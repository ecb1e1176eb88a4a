//! # Broker Runtime
//!
//! Owns the paging manager for the lifetime of the process and wires the
//! transaction coordinator and large-message receiver to it.
//!
//! ## Startup Sequence
//!
//! 1. Open (and lock) the paging directory
//! 2. Load address settings
//! 3. Start the paging manager: reload stores, transaction records, bodies
//! 4. Rebuild prepared XA branches for recovery
//! 5. Spawn the reclamation worker
//!
//! ## Shutdown Sequence
//!
//! 1. Stop the reclamation worker
//! 2. Run a final reclamation pass so cursor checkpoints are current
//! 3. Stop the paging manager (waits for in-flight transactions)

use anyhow::{Context, Result};
use mq_01_paging::{
    FilePagingStoreFactory, PagingManager, SendContext, TransactionCoordinator,
};
use mq_02_large_message::{
    ChunkReceiver, CreditWindow, InVmChunkSink, LargeMessageConsumer, LargeMessageProducer,
};
use std::sync::Arc;
use tokio::sync::{watch, Mutex};
use tokio::task::JoinHandle;
use tracing::{info, warn};

use crate::config::BrokerConfig;
use crate::workers::spawn_reclaimer;

pub struct BrokerRuntime {
    config: BrokerConfig,
    manager: Arc<PagingManager>,
    coordinator: Arc<TransactionCoordinator>,
    receiver: Arc<ChunkReceiver>,
    shutdown_tx: watch::Sender<bool>,
    reclaimer: Mutex<Option<JoinHandle<()>>>,
}

impl BrokerRuntime {
    pub async fn start(config: BrokerConfig) -> Result<Self> {
        info!("===========================================");
        info!("  Courier-MQ Broker Runtime v{}", env!("CARGO_PKG_VERSION"));
        info!("===========================================");

        let factory = FilePagingStoreFactory::open(&config.data_dir).with_context(|| {
            format!("Failed to open paging directory {}", config.data_dir.display())
        })?;
        let settings = config
            .load_address_settings()
            .context("Failed to load address settings")?;

        let manager = PagingManager::new(
            config.paging.clone(),
            Arc::new(factory),
            Arc::new(settings),
        )
        .context("Failed to create paging manager")?;
        manager.start().context("Failed to start paging")?;
        let manager = Arc::new(manager);

        let coordinator = Arc::new(TransactionCoordinator::new(manager.clone()));
        let receiver = Arc::new(ChunkReceiver::new(manager.clone()));

        let (shutdown_tx, shutdown_rx) = watch::channel(false);
        let reclaimer =
            spawn_reclaimer(manager.clone(), config.paging.reclaim_interval, shutdown_rx);

        info!("Data Dir: {:?}", config.data_dir);
        info!("Addresses: {}", manager.addresses().len());
        info!("In-doubt Transactions: {}", coordinator.recover().len());
        Ok(Self {
            config,
            manager,
            coordinator,
            receiver,
            shutdown_tx,
            reclaimer: Mutex::new(Some(reclaimer)),
        })
    }

    pub fn config(&self) -> &BrokerConfig {
        &self.config
    }

    pub fn manager(&self) -> &Arc<PagingManager> {
        &self.manager
    }

    pub fn coordinator(&self) -> &Arc<TransactionCoordinator> {
        &self.coordinator
    }

    pub fn receiver(&self) -> &Arc<ChunkReceiver> {
        &self.receiver
    }

    /// A producer sending to this broker in-process under `ctx`.
    pub fn in_vm_producer(
        &self,
        ctx: SendContext,
    ) -> Result<LargeMessageProducer<InVmChunkSink>> {
        let window = CreditWindow::new(self.config.large_messages.confirmation_window_size);
        let sink = InVmChunkSink::new(self.receiver.clone(), window.clone(), ctx);
        LargeMessageProducer::new(self.config.large_messages.clone(), Arc::new(sink), window)
            .context("Invalid large message configuration")
    }

    pub fn consumer(&self) -> LargeMessageConsumer {
        LargeMessageConsumer::new(self.manager.large_bodies().clone(), &self.config.large_messages)
    }

    pub async fn shutdown(&self) -> Result<()> {
        info!("Initiating graceful shutdown...");

        self.shutdown_tx.send_replace(true);
        if let Some(worker) = self.reclaimer.lock().await.take() {
            if let Err(e) = worker.await {
                warn!("[runtime] Reclaimer ended abnormally: {}", e);
            }
        }

        if let Err(e) = self.manager.reclaim_all() {
            warn!("[runtime] Final reclamation pass failed: {}", e);
        }
        self.manager
            .stop()
            .await
            .context("Paging did not stop cleanly")?;

        info!("Shutdown complete");
        Ok(())
    }
}
//! # Inbound Ports (Driving Ports)
//!
//! The broker side of a transfer: accepts inline bodies and chunk frames,
//! spools large bodies to disk and admits the finished message.

use async_trait::async_trait;
use mq_01_paging::{AdmitOutcome, SendContext, TransactionHandle};
use shared_types::MessageId;

use crate::domain::errors::LargeMessageResult;
use crate::domain::frame::{ChunkFrame, LargeMessageHeader, TransferId};

/// A message the broker has finished receiving.
#[derive(Debug, Clone, Copy, PartialEq, Eq)]
pub struct ReceivedMessage {
    pub message_id: MessageId,
    pub length: u64,
    /// `None` when the message was staged in a transaction instead.
    pub admitted: Option<AdmitOutcome>,
}

#[async_trait]
pub trait LargeMessageReceiverApi: Send + Sync {
    async fn receive_inline(
        &self,
        header: LargeMessageHeader,
        body: Vec<u8>,
        tx: Option<&TransactionHandle>,
        ctx: &SendContext,
    ) -> LargeMessageResult<ReceivedMessage>;

    /// Apply one frame. Returns the message once `End` has been applied.
    ///
    /// Any error tears the transfer down and deletes its spooled body.
    async fn receive_frame(
        &self,
        transfer: TransferId,
        frame: ChunkFrame,
        tx: Option<&TransactionHandle>,
        ctx: &SendContext,
    ) -> LargeMessageResult<Option<ReceivedMessage>>;

    /// Transfers begun and not yet ended or cancelled.
    fn active_transfers(&self) -> usize;
}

=== ACTIVITY ===
Whenever a line of the records holds the string "directory", pick it out and copy it.

=== WORKED SOLUTION ===
//! 1. Open (and lock) the paging directory
            format!("Failed to open paging directory {}", config.data_dir.display())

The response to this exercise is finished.